Conforme exposto nas oportunidades anteriores, desde que interpostos tempestivamente, as reclamações e recursos nos processos administrativos fiscais suspendem a exigibilidade do crédito tributário. Demonstrou-se, também, que em razão de tais modalidades – previstas no inciso III do art. 151 do CTN – gerar a suspensão da exigibilidade do crédito tributário, o início de um processo penal com o escopo de apurar a prática de sonegação fiscal mostra-se inadequado, dado o não exaurimento da via administrativa, que enseja, em síntese, incerteza quanto à materialidade do fato típico. É caso, segundo entendimento da Corte Suprema, de rejeição da denúncia por carência de condição para exercício do processo penal (inciso II do art. 395 do CPP), aguardando-se, portanto, um eventual lançamento definitivo – precedente do STF[1].

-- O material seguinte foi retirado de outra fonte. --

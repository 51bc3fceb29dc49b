pub mod form_flow;
pub mod session;

pub use form_flow::{FormController, SubmitOutcome};
pub use session::{SessionId, SessionRegistry, SessionState};
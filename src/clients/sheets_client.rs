//! Google Sheets API 客户端
//!
//! 通过 Sheets v4 / Drive v3 REST 接口实现 [`SheetBackend`]。
//! 所有写入使用 `valueInputOption=RAW`，用户输入不会被当作公式解析

use std::path::PathBuf;

use reqwest::{RequestBuilder, Url};
use serde::de::DeserializeOwned;
use serde::Deserialize;
use serde_json::{json, Value};
use tokio::sync::OnceCell;
use tracing::{debug, info};

use crate::config::{Config, Secret};
use crate::error::{store_error, AppError, ConfigError, StoreError};
use crate::models::CellValue;
use crate::services::submission_store::{SheetBackend, SheetHandle};

const SPREADSHEET_MIME_TYPE: &str = "application/vnd.google-apps.spreadsheet";

/// 访问令牌来源
#[derive(Debug, Clone)]
pub enum AccessToken {
    /// 固定令牌
    Static(Secret),
    /// 令牌文件，每次请求时重新读取（由外部进程负责刷新）
    File(PathBuf),
}

impl AccessToken {
    pub fn from_config(config: &Config) -> Option<Self> {
        match (&config.google_access_token, &config.google_access_token_file) {
            (Some(token), _) => Some(AccessToken::Static(token.clone())),
            (None, Some(path)) => Some(AccessToken::File(PathBuf::from(path))),
            (None, None) => None,
        }
    }

    async fn resolve(&self) -> Result<String, StoreError> {
        match self {
            AccessToken::Static(token) => Ok(token.expose().to_string()),
            AccessToken::File(path) => {
                let content = tokio::fs::read_to_string(path).await.map_err(|e| {
                    StoreError::Credential(format!("{}: {}", path.display(), e))
                })?;
                let token = content.trim();
                if token.is_empty() {
                    return Err(StoreError::Credential(format!(
                        "{}: 令牌文件为空",
                        path.display()
                    )));
                }
                Ok(token.to_string())
            }
        }
    }
}

/// Google Sheets 客户端
pub struct SheetsClient {
    http: reqwest::Client,
    sheets_base: Url,
    drive_base: Url,
    spreadsheet_name: String,
    spreadsheet_id: OnceCell<String>,
    token: AccessToken,
}

#[derive(Debug, Deserialize)]
struct SpreadsheetInfo {
    #[serde(default)]
    sheets: Vec<SheetEntry>,
}

#[derive(Debug, Deserialize)]
struct SheetEntry {
    properties: SheetProperties,
}

#[derive(Debug, Deserialize)]
#[serde(rename_all = "camelCase")]
struct SheetProperties {
    sheet_id: i64,
    title: String,
}

impl SheetProperties {
    fn into_handle(self) -> SheetHandle {
        SheetHandle {
            sheet_id: self.sheet_id,
            title: self.title,
        }
    }
}

#[derive(Debug, Deserialize)]
struct BatchUpdateResponse {
    #[serde(default)]
    replies: Vec<Value>,
}

#[derive(Debug, Deserialize)]
struct ValueRange {
    #[serde(default)]
    values: Vec<Vec<Value>>,
}

#[derive(Debug, Deserialize)]
struct DriveFileList {
    #[serde(default)]
    files: Vec<DriveFile>,
}

#[derive(Debug, Deserialize)]
struct DriveFile {
    id: String,
    name: String,
}

impl SheetsClient {
    /// 创建新的表格客户端
    pub fn new(config: &Config) -> Result<Self, AppError> {
        let token = AccessToken::from_config(config).ok_or(ConfigError::Missing {
            name: "GOOGLE_ACCESS_TOKEN or GOOGLE_ACCESS_TOKEN_FILE",
        })?;
        let http = reqwest::Client::builder()
            .timeout(config.request_timeout())
            .build()
            .map_err(AppError::HttpClient)?;

        Ok(Self {
            http,
            sheets_base: parse_base("sheets_api_base_url", &config.sheets_api_base_url)?,
            drive_base: parse_base("drive_api_base_url", &config.drive_api_base_url)?,
            spreadsheet_name: config.spreadsheet_name.clone(),
            spreadsheet_id: OnceCell::new_with(config.spreadsheet_id.clone()),
            token,
        })
    }

    /// 表格文档 ID（未配置时按名称通过 Drive 查找，结果在进程内缓存）
    pub async fn spreadsheet_id(&self) -> Result<&str, StoreError> {
        self.spreadsheet_id
            .get_or_try_init(|| self.find_spreadsheet_by_name())
            .await
            .map(String::as_str)
    }

    async fn find_spreadsheet_by_name(&self) -> Result<String, StoreError> {
        info!("🔍 按名称查找表格文档: {}", self.spreadsheet_name);

        let query = format!(
            "name = '{}' and mimeType = '{}' and trashed = false",
            escape_query(&self.spreadsheet_name),
            SPREADSHEET_MIME_TYPE
        );
        let url = join(&self.drive_base, &["drive", "v3", "files"]);
        let request = self
            .http
            .get(url)
            .query(&[("q", query.as_str()), ("fields", "files(id,name)")]);

        let list: DriveFileList = self.send_json("find_spreadsheet", request).await?;
        let file = list
            .files
            .into_iter()
            .next()
            .ok_or_else(|| StoreError::SpreadsheetNotFound {
                name: self.spreadsheet_name.clone(),
            })?;

        info!("✓ 找到表格文档: {} (id={})", file.name, file.id);
        Ok(file.id)
    }

    fn spreadsheet_url(&self, id: &str, suffix: &str) -> Url {
        join(
            &self.sheets_base,
            &["v4", "spreadsheets", &format!("{}{}", id, suffix)],
        )
    }

    fn values_url(&self, id: &str, range: &str) -> Url {
        join(&self.sheets_base, &["v4", "spreadsheets", id, "values", range])
    }

    async fn batch_update(
        &self,
        operation: &'static str,
        requests: Value,
    ) -> Result<BatchUpdateResponse, StoreError> {
        let id = self.spreadsheet_id().await?;
        let request = self
            .http
            .post(self.spreadsheet_url(id, ":batchUpdate"))
            .json(&json!({ "requests": requests }));
        self.send_json(operation, request).await
    }

    /// 附加鉴权并发送请求，非 2xx 视为失败
    async fn send(
        &self,
        operation: &'static str,
        request: RequestBuilder,
    ) -> Result<reqwest::Response, StoreError> {
        let token = self.token.resolve().await?;
        let response = request
            .bearer_auth(token)
            .send()
            .await
            .map_err(|e| store_error(operation, e))?;

        let status = response.status();
        if !status.is_success() {
            let body = response.text().await.unwrap_or_default();
            return Err(StoreError::Rejected {
                operation,
                status: status.as_u16(),
                body,
            });
        }

        Ok(response)
    }

    async fn send_json<T: DeserializeOwned>(
        &self,
        operation: &'static str,
        request: RequestBuilder,
    ) -> Result<T, StoreError> {
        let response = self.send(operation, request).await?;
        let body = response
            .bytes()
            .await
            .map_err(|e| store_error(operation, e))?;
        serde_json::from_slice(&body).map_err(|e| StoreError::BadResponse {
            operation,
            message: e.to_string(),
        })
    }
}

impl SheetBackend for SheetsClient {
    async fn list_sheets(&self) -> Result<Vec<SheetHandle>, StoreError> {
        let id = self.spreadsheet_id().await?;
        let request = self
            .http
            .get(self.spreadsheet_url(id, ""))
            .query(&[("fields", "sheets.properties(sheetId,title)")]);

        let info: SpreadsheetInfo = self.send_json("list_sheets", request).await?;
        Ok(info
            .sheets
            .into_iter()
            .map(|s| s.properties.into_handle())
            .collect())
    }

    async fn add_sheet(&self, title: &str, rows: u32, cols: u32) -> Result<SheetHandle, StoreError> {
        let requests = json!([{
            "addSheet": {
                "properties": {
                    "title": title,
                    "gridProperties": { "rowCount": rows, "columnCount": cols }
                }
            }
        }]);

        let response = self.batch_update("add_sheet", requests).await?;
        let properties = response
            .replies
            .into_iter()
            .next()
            .and_then(|reply| reply.get("addSheet")?.get("properties").cloned())
            .ok_or_else(|| StoreError::BadResponse {
                operation: "add_sheet",
                message: "响应中缺少 addSheet.properties".to_string(),
            })?;

        serde_json::from_value::<SheetProperties>(properties)
            .map(SheetProperties::into_handle)
            .map_err(|e| StoreError::BadResponse {
                operation: "add_sheet",
                message: e.to_string(),
            })
    }

    async fn read_first_row(&self, sheet: &SheetHandle) -> Result<Vec<String>, StoreError> {
        let id = self.spreadsheet_id().await?;
        let request = self
            .http
            .get(self.values_url(id, &a1_range(&sheet.title, "1:1")))
            .query(&[("majorDimension", "ROWS")]);

        let range: ValueRange = self.send_json("read_header", request).await?;
        Ok(range
            .values
            .into_iter()
            .next()
            .map(|row| row.iter().map(cell_text).collect())
            .unwrap_or_default())
    }

    async fn write_header(&self, sheet: &SheetHandle, headers: &[&str]) -> Result<(), StoreError> {
        let id = self.spreadsheet_id().await?;

        // 先清空第一行，避免旧表头多出的列残留
        let clear_range = format!("{}:clear", a1_range(&sheet.title, "1:1"));
        let request = self.http.post(self.values_url(id, &clear_range)).json(&json!({}));
        self.send("clear_header", request).await?;

        let request = self
            .http
            .put(self.values_url(id, &a1_range(&sheet.title, "A1")))
            .query(&[("valueInputOption", "RAW")])
            .json(&json!({ "values": [headers] }));
        self.send("write_header", request).await?;

        debug!("表头已写入: {}", sheet.title);
        Ok(())
    }

    async fn style_header(&self, sheet: &SheetHandle, columns: usize) -> Result<(), StoreError> {
        let requests = json!([{
            "repeatCell": {
                "range": {
                    "sheetId": sheet.sheet_id,
                    "startRowIndex": 0,
                    "endRowIndex": 1,
                    "startColumnIndex": 0,
                    "endColumnIndex": columns
                },
                "cell": {
                    "userEnteredFormat": {
                        "backgroundColor": { "red": 0.27, "green": 0.27, "blue": 0.27 },
                        "textFormat": {
                            "bold": true,
                            "foregroundColor": { "red": 1.0, "green": 1.0, "blue": 1.0 }
                        }
                    }
                },
                "fields": "userEnteredFormat(backgroundColor,textFormat)"
            }
        }]);

        self.batch_update("style_header", requests).await?;
        Ok(())
    }

    async fn append_row(&self, sheet: &SheetHandle, row: &[CellValue]) -> Result<(), StoreError> {
        let id = self.spreadsheet_id().await?;
        let range = format!("{}:append", a1_range(&sheet.title, "A1"));
        let request = self
            .http
            .post(self.values_url(id, &range))
            .query(&[("valueInputOption", "RAW"), ("insertDataOption", "INSERT_ROWS")])
            .json(&json!({ "values": [row] }));

        self.send("append", request).await?;
        Ok(())
    }
}

fn parse_base(name: &'static str, value: &str) -> Result<Url, ConfigError> {
    Url::parse(value).map_err(|_| ConfigError::InvalidValue {
        name,
        value: value.to_string(),
        expected: "URL",
    })
}

/// 在基础 URL 后追加路径段（逐段百分号编码）
pub(crate) fn join(base: &Url, segments: &[&str]) -> Url {
    let mut url = base.clone();
    if let Ok(mut path) = url.path_segments_mut() {
        path.pop_if_empty().extend(segments);
    }
    url
}

/// A1 表示法范围，工作表标题中的单引号需要双写
pub fn a1_range(title: &str, cells: &str) -> String {
    format!("'{}'!{}", title.replace('\'', "''"), cells)
}

fn escape_query(value: &str) -> String {
    value.replace('\\', "\\\\").replace('\'', "\\'")
}

fn cell_text(value: &Value) -> String {
    match value {
        Value::String(s) => s.clone(),
        Value::Null => String::new(),
        other => other.to_string(),
    }
}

E quanto aos efeitos concernentes à persectio criminis sobre lavagem de dinheiro? Caso prevaleça o entendimento – minoritário, diga-se de passagem – advogado por ARAS e GOMES[2], que parte do pressuposto de que, como o objeto material do crime de lavagem de dinheiro é o produto econômico da infração antecedente e, levando em consideração que a sonegação fiscal considera-se apenas consumada – segundo o entendimento sedimentado do STF[3] – com a constituição definitiva do crédito tributário, mostrar-se-ia inviável, previamente à instauração de inquérito policial, “a promoção de medidas cautelares, ou de ação penal para apuração de lavagem de dinheiro enquanto não for definitivo o lançamento, salvo se houver indicativo de outra infração antecedente”[4]. Seguindo esse mesmo diapasão, GOMES defende que, se sem o exaurimento da via administrativa não há crime tributário, “não há que se falar também em lavagem de dinheiro (antes do término do procedimento fiscal)”[5].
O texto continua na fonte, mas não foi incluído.